Only one stretch of the data below should be repeated: the lines from the line containing "helpers for CLI" through the line containing "use crate::scraper::ScrapeOutcome;", inclusive, exactly as they are.

[Items listed in a dataset]

=== Section Start ===

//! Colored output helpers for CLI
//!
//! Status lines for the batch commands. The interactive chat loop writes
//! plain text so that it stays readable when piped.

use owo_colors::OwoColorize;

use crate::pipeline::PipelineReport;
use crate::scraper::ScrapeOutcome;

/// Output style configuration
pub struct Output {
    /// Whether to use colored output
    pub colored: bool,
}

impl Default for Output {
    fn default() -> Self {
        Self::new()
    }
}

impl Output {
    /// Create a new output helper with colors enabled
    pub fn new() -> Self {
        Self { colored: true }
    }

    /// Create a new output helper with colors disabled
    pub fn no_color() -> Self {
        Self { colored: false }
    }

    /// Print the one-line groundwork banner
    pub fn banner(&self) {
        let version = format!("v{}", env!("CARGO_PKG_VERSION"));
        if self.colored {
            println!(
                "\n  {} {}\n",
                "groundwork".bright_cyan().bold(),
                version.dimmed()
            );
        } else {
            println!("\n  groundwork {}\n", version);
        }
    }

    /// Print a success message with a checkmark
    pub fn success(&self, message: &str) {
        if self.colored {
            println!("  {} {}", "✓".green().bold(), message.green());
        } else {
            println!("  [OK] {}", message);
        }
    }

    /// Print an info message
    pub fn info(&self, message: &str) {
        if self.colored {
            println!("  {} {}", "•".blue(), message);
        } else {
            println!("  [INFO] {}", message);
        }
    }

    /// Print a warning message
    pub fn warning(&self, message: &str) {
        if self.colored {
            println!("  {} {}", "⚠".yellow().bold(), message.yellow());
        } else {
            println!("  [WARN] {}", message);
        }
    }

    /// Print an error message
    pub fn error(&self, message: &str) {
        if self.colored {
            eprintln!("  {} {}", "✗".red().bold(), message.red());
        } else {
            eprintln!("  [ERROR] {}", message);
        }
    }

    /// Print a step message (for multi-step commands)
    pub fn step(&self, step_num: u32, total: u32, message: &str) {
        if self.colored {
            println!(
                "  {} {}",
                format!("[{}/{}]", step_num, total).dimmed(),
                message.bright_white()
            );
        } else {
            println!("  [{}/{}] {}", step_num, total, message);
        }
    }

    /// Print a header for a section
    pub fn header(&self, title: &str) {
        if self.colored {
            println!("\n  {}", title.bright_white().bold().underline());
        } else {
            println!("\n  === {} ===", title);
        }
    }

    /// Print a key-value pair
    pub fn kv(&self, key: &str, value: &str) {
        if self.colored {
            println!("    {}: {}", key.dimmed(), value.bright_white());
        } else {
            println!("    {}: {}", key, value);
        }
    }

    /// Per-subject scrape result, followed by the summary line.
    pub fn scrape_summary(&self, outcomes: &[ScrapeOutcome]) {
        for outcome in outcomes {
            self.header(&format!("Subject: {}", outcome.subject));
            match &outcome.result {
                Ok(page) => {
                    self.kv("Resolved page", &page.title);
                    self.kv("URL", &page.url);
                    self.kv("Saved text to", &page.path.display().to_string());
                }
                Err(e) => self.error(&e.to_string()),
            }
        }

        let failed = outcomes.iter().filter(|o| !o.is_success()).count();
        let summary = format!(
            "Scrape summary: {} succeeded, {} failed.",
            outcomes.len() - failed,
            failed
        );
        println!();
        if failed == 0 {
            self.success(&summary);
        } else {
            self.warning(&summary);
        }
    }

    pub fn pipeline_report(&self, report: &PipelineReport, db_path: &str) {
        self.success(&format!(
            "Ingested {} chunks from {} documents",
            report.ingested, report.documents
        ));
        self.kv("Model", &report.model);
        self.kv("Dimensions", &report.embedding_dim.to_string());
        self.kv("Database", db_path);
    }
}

=== Section End ===
=== Section Start ===

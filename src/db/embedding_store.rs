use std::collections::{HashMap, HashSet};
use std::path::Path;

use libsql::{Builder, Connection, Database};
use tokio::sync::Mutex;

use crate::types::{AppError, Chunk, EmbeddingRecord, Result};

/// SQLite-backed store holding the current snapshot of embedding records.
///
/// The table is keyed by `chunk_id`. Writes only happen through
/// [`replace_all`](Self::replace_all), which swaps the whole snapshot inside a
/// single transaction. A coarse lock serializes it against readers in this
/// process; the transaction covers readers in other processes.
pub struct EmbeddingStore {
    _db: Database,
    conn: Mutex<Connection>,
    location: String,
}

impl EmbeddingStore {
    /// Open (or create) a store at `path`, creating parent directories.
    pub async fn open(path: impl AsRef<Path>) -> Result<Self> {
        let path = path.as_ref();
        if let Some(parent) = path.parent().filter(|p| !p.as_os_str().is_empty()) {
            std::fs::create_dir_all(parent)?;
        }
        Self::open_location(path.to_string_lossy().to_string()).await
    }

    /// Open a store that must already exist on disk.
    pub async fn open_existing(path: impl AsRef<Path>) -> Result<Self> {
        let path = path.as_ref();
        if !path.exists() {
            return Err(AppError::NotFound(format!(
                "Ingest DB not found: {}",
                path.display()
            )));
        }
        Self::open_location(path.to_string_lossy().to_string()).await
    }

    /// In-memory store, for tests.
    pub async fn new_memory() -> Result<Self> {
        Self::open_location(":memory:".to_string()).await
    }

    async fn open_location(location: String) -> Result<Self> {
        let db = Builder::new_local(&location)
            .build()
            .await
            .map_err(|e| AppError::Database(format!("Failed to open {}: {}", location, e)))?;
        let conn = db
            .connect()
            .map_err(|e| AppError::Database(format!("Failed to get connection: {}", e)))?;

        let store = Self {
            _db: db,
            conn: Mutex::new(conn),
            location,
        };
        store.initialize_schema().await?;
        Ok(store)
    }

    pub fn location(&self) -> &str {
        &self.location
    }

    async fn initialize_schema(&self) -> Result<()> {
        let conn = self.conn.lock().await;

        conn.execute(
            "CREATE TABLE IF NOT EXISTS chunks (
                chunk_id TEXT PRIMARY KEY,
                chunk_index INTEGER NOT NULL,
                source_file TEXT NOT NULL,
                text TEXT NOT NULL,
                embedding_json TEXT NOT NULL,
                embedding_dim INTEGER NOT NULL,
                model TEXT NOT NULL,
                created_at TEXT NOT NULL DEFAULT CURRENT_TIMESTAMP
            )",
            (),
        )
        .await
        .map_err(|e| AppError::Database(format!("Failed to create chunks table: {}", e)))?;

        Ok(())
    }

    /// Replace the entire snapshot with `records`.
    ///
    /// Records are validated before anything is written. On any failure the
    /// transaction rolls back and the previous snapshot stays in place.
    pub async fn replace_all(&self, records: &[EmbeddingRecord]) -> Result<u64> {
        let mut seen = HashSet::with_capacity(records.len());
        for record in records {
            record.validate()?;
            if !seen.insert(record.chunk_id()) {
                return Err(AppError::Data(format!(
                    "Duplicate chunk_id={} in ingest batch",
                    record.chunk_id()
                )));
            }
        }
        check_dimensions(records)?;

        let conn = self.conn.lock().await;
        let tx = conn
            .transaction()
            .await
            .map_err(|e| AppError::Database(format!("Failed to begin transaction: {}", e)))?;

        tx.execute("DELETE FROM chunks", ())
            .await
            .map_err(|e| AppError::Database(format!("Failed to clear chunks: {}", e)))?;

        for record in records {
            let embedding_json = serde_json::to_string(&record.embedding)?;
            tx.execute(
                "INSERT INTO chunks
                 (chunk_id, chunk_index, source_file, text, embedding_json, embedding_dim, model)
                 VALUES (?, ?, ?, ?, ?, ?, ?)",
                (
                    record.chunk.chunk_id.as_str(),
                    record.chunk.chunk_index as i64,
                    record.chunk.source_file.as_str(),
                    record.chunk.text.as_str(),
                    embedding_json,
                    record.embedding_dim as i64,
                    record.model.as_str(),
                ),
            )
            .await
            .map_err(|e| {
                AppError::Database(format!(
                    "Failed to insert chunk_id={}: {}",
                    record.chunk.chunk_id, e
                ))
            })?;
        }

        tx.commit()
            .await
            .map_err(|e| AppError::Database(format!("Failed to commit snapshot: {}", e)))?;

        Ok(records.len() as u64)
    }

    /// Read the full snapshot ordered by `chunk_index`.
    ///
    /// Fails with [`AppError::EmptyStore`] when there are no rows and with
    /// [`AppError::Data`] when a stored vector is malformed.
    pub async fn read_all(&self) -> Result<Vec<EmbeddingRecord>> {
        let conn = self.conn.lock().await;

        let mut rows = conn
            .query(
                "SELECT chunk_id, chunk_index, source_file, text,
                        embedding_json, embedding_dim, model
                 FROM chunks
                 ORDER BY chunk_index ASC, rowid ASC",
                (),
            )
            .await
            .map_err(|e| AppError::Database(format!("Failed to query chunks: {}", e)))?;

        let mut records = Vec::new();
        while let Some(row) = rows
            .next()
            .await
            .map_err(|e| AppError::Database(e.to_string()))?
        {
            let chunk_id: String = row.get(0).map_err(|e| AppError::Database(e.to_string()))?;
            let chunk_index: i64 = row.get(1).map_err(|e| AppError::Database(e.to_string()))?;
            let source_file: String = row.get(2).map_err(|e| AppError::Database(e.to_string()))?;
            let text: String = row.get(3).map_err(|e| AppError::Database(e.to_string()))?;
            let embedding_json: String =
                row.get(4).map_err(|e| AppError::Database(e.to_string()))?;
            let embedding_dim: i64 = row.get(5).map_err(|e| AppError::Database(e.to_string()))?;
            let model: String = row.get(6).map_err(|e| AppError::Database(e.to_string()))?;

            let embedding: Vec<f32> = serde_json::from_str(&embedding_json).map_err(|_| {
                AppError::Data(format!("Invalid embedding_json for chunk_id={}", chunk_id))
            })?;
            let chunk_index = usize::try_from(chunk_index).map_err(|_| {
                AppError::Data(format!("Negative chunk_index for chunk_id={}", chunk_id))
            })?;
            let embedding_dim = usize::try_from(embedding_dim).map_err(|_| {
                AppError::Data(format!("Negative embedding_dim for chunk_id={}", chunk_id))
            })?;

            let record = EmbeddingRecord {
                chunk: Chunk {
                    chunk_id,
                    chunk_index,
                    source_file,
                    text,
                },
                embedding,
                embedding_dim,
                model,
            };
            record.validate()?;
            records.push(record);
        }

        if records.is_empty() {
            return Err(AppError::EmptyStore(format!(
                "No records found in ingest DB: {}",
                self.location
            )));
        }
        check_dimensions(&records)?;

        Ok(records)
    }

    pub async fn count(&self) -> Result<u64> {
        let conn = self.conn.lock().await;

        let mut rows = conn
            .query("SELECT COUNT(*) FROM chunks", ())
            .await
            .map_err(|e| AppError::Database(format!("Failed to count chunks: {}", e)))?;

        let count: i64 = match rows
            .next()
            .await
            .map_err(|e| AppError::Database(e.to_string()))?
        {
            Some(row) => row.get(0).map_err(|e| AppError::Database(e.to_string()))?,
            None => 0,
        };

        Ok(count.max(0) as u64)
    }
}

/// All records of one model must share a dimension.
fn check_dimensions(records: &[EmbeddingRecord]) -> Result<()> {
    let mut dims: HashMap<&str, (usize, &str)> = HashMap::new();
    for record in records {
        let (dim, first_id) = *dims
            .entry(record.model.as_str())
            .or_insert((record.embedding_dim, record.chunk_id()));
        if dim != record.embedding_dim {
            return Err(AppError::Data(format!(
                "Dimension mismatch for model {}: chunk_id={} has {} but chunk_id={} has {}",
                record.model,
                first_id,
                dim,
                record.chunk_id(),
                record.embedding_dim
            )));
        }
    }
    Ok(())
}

=== Section End ===
=== Section Start ===

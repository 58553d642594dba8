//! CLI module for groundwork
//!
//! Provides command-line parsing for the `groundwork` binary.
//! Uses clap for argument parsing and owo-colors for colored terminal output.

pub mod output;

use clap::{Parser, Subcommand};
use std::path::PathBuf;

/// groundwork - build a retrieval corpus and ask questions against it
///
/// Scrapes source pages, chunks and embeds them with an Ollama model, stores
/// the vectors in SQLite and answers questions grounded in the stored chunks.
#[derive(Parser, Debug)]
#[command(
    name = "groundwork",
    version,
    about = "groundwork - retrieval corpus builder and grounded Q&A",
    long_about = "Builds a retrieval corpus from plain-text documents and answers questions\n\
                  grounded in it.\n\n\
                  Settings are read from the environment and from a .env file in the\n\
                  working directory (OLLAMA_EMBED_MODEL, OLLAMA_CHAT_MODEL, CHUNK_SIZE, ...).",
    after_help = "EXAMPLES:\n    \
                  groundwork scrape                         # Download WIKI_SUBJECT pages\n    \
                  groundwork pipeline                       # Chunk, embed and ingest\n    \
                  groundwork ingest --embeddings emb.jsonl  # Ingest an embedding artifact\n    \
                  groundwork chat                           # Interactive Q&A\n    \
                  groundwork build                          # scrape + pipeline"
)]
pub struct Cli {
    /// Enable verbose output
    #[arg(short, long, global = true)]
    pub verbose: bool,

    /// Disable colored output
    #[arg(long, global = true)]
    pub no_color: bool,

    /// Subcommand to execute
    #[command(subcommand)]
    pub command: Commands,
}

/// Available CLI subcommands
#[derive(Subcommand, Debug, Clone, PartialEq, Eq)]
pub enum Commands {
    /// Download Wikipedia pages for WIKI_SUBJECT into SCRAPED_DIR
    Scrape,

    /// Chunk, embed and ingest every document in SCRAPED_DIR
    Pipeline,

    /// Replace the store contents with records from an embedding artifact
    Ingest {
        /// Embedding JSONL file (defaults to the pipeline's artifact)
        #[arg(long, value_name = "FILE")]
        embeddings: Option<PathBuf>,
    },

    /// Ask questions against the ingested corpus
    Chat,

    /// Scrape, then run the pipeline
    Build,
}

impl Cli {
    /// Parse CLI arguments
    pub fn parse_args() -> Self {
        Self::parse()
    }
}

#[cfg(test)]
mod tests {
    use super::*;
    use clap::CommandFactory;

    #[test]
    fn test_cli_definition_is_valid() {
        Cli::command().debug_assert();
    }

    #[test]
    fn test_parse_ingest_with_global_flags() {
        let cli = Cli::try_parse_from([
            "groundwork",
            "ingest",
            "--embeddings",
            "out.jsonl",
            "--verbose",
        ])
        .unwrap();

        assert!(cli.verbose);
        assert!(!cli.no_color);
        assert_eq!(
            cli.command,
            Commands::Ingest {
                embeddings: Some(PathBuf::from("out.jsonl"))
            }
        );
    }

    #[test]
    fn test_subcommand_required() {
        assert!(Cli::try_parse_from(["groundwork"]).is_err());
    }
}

=== Section End ===

ANSWER SECTION:
//! Colored output helpers for CLI
//!
//! Status lines for the batch commands. The interactive chat loop writes
//! plain text so that it stays readable when piped.

use owo_colors::OwoColorize;

use crate::pipeline::PipelineReport;
use crate::scraper::ScrapeOutcome;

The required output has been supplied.